With both ends included, transcribe exactly the records below from their first line to the line that contains "use crate::coordinate::Coordinate;".

*** Block opens ***

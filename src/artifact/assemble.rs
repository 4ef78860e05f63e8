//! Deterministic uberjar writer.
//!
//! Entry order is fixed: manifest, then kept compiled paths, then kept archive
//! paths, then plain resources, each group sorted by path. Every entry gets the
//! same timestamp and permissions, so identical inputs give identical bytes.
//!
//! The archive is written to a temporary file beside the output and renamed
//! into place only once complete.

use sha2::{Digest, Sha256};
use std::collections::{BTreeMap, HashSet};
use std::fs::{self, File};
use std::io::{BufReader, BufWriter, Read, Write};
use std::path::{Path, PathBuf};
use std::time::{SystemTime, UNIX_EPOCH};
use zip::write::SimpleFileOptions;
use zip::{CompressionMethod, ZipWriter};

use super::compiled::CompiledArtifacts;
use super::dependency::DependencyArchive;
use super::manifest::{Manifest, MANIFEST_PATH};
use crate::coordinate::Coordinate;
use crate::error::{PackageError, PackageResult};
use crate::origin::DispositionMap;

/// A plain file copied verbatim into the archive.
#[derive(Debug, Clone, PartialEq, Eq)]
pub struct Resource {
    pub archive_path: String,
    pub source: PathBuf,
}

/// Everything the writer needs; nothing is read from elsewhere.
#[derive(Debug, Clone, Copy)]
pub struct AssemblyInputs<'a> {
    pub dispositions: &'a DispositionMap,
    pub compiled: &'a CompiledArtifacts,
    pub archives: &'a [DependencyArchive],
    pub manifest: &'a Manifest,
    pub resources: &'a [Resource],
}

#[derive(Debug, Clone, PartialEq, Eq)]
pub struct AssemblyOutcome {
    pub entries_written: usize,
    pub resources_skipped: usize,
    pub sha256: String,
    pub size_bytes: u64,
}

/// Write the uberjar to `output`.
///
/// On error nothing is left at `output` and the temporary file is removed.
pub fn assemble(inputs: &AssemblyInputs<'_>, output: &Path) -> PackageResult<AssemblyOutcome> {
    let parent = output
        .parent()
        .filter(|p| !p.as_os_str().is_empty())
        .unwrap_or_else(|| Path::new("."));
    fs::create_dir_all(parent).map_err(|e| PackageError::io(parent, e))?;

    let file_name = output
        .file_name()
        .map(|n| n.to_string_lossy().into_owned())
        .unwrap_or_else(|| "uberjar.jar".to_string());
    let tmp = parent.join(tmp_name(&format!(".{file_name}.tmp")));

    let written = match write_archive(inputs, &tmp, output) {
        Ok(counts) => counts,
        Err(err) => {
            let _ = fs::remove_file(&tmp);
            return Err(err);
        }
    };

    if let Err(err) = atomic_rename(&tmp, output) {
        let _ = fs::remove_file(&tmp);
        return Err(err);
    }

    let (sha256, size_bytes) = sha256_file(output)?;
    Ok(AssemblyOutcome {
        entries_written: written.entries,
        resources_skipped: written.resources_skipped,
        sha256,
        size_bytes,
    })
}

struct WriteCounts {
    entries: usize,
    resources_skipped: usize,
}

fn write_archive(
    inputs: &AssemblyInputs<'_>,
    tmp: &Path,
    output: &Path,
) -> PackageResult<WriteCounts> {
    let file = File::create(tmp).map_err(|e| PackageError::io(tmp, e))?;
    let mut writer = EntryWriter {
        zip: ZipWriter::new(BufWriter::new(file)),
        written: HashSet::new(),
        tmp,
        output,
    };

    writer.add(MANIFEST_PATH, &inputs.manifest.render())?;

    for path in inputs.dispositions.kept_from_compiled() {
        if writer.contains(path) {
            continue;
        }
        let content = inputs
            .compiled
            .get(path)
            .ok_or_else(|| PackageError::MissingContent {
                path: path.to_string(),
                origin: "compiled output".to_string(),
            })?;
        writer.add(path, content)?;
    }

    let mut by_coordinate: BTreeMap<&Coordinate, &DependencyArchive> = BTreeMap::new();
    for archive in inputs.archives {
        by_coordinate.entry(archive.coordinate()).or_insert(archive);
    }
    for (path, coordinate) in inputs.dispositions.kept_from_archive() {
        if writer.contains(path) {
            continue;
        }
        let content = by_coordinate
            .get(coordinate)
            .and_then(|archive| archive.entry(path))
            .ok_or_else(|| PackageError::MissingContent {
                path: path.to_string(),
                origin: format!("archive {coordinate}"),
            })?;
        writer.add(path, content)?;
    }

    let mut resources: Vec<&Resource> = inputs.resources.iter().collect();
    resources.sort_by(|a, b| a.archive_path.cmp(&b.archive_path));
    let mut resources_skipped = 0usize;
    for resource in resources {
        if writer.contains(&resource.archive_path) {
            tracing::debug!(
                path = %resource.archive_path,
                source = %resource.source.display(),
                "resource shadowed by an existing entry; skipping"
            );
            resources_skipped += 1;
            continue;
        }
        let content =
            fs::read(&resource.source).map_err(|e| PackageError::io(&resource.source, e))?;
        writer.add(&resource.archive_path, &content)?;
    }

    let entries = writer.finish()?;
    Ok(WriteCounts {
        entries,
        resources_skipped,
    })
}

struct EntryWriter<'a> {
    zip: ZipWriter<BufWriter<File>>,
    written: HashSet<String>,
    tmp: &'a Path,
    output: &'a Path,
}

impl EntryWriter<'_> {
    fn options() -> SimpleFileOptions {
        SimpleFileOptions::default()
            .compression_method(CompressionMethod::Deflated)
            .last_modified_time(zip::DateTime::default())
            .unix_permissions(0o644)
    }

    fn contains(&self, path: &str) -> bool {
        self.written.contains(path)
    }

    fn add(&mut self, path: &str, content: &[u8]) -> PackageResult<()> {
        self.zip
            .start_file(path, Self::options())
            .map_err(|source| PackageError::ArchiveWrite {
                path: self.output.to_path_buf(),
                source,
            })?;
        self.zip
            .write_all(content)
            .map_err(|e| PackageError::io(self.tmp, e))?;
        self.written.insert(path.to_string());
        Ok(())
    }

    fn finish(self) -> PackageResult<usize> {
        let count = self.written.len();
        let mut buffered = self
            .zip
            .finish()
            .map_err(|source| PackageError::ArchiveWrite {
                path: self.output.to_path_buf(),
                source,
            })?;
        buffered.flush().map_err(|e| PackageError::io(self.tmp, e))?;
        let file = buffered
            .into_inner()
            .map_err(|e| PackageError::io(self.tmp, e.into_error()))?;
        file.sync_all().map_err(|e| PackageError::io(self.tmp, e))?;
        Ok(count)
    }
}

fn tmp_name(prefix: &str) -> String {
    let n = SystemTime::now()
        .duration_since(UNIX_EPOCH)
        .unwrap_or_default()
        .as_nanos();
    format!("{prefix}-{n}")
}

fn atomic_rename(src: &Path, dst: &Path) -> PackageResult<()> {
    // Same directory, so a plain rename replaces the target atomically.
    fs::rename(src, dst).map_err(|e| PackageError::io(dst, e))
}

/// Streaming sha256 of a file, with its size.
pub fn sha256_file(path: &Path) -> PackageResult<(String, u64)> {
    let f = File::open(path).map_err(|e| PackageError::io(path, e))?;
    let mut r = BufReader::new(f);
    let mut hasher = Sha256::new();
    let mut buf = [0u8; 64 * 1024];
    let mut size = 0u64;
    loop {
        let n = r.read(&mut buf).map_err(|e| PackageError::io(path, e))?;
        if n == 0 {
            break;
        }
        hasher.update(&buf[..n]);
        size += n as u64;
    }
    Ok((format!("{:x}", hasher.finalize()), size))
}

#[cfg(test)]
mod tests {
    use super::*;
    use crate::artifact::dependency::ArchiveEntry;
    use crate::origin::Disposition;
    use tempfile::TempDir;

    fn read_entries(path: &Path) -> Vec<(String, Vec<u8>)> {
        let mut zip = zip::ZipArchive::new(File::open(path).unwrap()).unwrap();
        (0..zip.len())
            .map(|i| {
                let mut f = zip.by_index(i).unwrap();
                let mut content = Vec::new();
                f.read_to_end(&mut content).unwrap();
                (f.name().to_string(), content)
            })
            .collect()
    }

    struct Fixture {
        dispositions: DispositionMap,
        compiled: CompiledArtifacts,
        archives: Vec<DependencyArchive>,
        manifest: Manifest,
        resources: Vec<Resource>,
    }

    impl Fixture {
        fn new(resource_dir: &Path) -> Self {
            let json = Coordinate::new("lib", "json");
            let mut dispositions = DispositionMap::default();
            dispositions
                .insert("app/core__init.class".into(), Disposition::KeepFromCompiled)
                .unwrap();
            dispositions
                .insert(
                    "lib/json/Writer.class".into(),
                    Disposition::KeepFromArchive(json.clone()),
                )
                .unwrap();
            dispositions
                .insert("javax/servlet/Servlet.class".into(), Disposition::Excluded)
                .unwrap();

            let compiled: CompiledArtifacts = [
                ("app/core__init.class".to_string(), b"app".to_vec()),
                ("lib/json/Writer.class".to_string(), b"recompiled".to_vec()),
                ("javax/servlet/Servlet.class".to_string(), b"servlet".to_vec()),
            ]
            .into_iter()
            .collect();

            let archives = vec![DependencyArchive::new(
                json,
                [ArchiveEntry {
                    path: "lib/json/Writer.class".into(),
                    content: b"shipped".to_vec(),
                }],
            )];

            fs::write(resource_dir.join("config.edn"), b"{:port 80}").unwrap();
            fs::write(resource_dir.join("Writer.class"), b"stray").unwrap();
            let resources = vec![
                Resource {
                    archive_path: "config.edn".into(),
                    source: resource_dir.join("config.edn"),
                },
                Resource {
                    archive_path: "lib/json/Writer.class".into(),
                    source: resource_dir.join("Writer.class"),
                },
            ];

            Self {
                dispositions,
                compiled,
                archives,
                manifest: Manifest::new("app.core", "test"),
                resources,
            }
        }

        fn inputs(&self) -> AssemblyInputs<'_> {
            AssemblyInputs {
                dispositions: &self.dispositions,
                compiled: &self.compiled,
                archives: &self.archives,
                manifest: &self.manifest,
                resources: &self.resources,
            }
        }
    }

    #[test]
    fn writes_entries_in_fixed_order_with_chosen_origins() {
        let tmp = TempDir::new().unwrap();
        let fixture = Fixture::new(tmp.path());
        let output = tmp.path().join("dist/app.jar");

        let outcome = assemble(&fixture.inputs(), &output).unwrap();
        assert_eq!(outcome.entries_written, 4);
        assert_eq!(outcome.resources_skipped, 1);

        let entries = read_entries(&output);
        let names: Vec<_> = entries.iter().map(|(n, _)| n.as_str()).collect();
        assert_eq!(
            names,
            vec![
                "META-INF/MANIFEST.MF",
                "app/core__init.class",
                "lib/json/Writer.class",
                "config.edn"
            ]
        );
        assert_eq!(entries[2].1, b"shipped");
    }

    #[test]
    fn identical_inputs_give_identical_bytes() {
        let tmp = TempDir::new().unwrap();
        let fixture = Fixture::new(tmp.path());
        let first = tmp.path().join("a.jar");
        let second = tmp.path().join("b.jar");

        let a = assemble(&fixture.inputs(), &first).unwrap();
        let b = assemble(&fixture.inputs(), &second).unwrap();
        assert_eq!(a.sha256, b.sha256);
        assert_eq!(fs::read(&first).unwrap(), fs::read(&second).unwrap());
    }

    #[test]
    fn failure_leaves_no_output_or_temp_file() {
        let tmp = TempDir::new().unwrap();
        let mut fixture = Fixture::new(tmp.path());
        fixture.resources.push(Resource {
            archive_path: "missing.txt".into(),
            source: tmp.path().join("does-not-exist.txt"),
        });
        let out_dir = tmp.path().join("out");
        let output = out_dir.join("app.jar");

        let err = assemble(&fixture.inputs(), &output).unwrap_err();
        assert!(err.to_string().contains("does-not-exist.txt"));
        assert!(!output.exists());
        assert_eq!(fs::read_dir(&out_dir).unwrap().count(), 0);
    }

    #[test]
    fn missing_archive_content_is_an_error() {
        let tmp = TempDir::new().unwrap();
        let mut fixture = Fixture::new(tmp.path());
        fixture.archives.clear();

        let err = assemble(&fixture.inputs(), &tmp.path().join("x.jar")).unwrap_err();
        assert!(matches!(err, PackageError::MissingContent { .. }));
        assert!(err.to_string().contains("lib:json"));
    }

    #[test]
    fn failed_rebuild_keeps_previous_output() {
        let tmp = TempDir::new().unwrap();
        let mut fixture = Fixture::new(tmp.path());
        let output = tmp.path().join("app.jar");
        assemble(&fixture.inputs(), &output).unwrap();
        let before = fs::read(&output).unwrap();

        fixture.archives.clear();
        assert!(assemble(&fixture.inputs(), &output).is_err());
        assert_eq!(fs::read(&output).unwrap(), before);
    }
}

*** Block closes ***

» TASK RESULT
filename src/artifact/assemble.rs
repository 4ef78860e05f63e8
//! Deterministic uberjar writer.
//!
//! Entry order is fixed: manifest, then kept compiled paths, then kept archive
//! paths, then plain resources, each group sorted by path. Every entry gets the
//! same timestamp and permissions, so identical inputs give identical bytes.
//!
//! The archive is written to a temporary file beside the output and renamed
//! into place only once complete.

use sha2::{Digest, Sha256};
use std::collections::{BTreeMap, HashSet};
use std::fs::{self, File};
use std::io::{BufReader, BufWriter, Read, Write};
use std::path::{Path, PathBuf};
use std::time::{SystemTime, UNIX_EPOCH};
use zip::write::SimpleFileOptions;
use zip::{CompressionMethod, ZipWriter};

use super::compiled::CompiledArtifacts;
use super::dependency::DependencyArchive;
use super::manifest::{Manifest, MANIFEST_PATH};
use crate::coordinate::Coordinate;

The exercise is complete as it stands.